The kind of glee that CSA bags can instill in even the most jaded of fast-foodies is rather remarkable to watch.
Just ask my children, who before last summer eyed anything green or leafy with serious suspicion.
They now clamor for kale, organic carrots and fresh apples. Miraculous.
For the uninitiated, CSA (Community Supported Agriculture) is a sort of subscription to an individual farm. .
You pay somewhere between $10 and $30 (sometimes more) per week directly to the farm, and in return are delivered a weekly box or canvas bag stuffed with a surprise selection of freshly harvested fruits and vegetables.
One week it may be greens, apples, peaches and onions; the next something completely different. Various CSAs also include fresh eggs, cheese, bread, meat and even flowers. Call it one-stop shopping with a conscience.
And though paying up-front for your subscription (which helps the farmers with crop planning and expenses) can be a bit paralyzing to some, working out the math over the long-haul makes the deal comparable -- and even cheaper in our case -- to weekly grocery bills.
Not to mention the thrill of discovery at what the farmer left for us this week. As we head into the summer harvest season, it's a perfect time to subscribe.
Canvas Ranch: At this bustling sheep ranch and farm in west Petaluma, Deborah Walton and her artist husband, Tim Schaible, have turned neglected pastures into a fertile landscape boasting everything from tomatoes and cauliflower to peppers, beets and zucchini.

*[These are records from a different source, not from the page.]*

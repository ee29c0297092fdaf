//! Registry of live sessions
//!
//! Tracks every session started through it so a host can enumerate and kill
//! them, and refuses new sessions once shutdown began.

use crate::error::{Error, Result};
use crate::options::RunnerOptions;
use crate::session::{self, Session, SessionHandle};
use std::collections::HashMap;
use std::ffi::OsStr;
use std::sync::atomic::{AtomicBool, Ordering};
use std::sync::Arc;
use tokio::sync::RwLock;
use tracing::info;

/// Starts sessions and keeps handles to the live ones.
#[derive(Clone, Default)]
pub struct SessionManager {
    sessions: Arc<RwLock<HashMap<String, SessionHandle>>>,
    shutting_down: Arc<AtomicBool>,
}

impl SessionManager {
    /// Create an empty manager.
    #[must_use]
    pub fn new() -> Self {
        Self::default()
    }

    /// Start a session and register it until it exits.
    pub async fn start<I, S>(
        &self,
        command: &str,
        args: I,
        options: RunnerOptions,
    ) -> Result<Session>
    where
        I: IntoIterator<Item = S>,
        S: AsRef<OsStr>,
    {
        if self.shutting_down.load(Ordering::SeqCst) {
            return Err(Error::ShuttingDown);
        }

        let session = session::start(command, args, options)?;
        let handle = session.handle();
        let id = handle.id().to_string();
        {
            let mut sessions = self.sessions.write().await;
            // shutdown_all may have collected its handles while this one spawned
            if self.shutting_down.load(Ordering::SeqCst) {
                drop(sessions);
                drop(session);
                handle.kill().await?;
                return Err(Error::ShuttingDown);
            }
            sessions.insert(id.clone(), handle.clone());
        }

        let sessions = self.sessions.clone();
        tokio::spawn(async move {
            handle.wait_exited().await;
            sessions.write().await.remove(&id);
        });

        Ok(session)
    }

    /// Handle of a live session.
    pub async fn get(&self, id: &str) -> Option<SessionHandle> {
        self.sessions.read().await.get(id).cloned()
    }

    /// Identifiers of live sessions.
    pub async fn session_ids(&self) -> Vec<String> {
        self.sessions.read().await.keys().cloned().collect()
    }

    /// Number of live sessions.
    pub async fn active_count(&self) -> usize {
        self.sessions.read().await.len()
    }

    /// Kill one session. Unknown ids are a no-op.
    pub async fn kill(&self, id: &str) -> Result<()> {
        match self.get(id).await {
            Some(handle) => handle.kill().await,
            None => Ok(()),
        }
    }

    /// Refuse new sessions and kill every live one.
    pub async fn shutdown_all(&self) {
        self.shutting_down.store(true, Ordering::SeqCst);
        let handles: Vec<SessionHandle> = self.sessions.read().await.values().cloned().collect();
        info!(count = handles.len(), "Shutting down sessions");
        futures::future::join_all(handles.iter().map(SessionHandle::kill)).await;
        self.sessions.write().await.clear();
    }

    /// Whether shutdown has begun.
    #[must_use]
    pub fn is_shutting_down(&self) -> bool {
        self.shutting_down.load(Ordering::SeqCst)
    }
}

Several times a year, CSA members are invited to tour the property, meet the teddy-bear sweet mini sheep and tour Schaible's on-site art studio.
What makes this CSA so special are add-ons including Della Fattoria bread, local cheeses, eggs and flowers. It can all add up, but you can try out the program for $112 (four weeks) to get started. 766-7171, www.canvasranch.com.
First Light Farm: There's plenty of buzz about Nathan Boone's biodynamic farm, now offering a year-round CSA.
Boone walks the walk of earth-friendly, sustainable farming, taking the philosophy one step further into promoting health and healing through food. "Food is medicine," says Boone on his Web site.
And among his fans: Cathryn Couch, executive director of Sebastopol's Ceres Community Project, which provides food for seriously ill patients. Subscription is $1,000 for 50 weeks, with an annual commitment required. firstlightfood.com, 480-5346.
Tierra Vegetables: Renowned for the more than 20 varieties of chiles grown on their farm, this brother-and-sister operation also produces enough vegetables for a growing legion of CSA fans.
The focus is on vegetables at Tierra, but that doesn't just mean kale and spinach.
Expect fun discoveries like dried chipotle powder, homemade catsup, cactus leaves and beans as well as the sporadic inclusion of berries, melons and other seasonal fruits.
Best of all: Entertaining explanations of the week's bounty and intriguing recipes on how to cook up your goodies. $600 per season, June to Christmas. www.tierravegetables.com, 837-8366.
Laguna Farm: One of Sonoma County's oldest and most popular CSAs, Laguna Farms describes itself as "beyond organic," and offers memberships for as few as three months.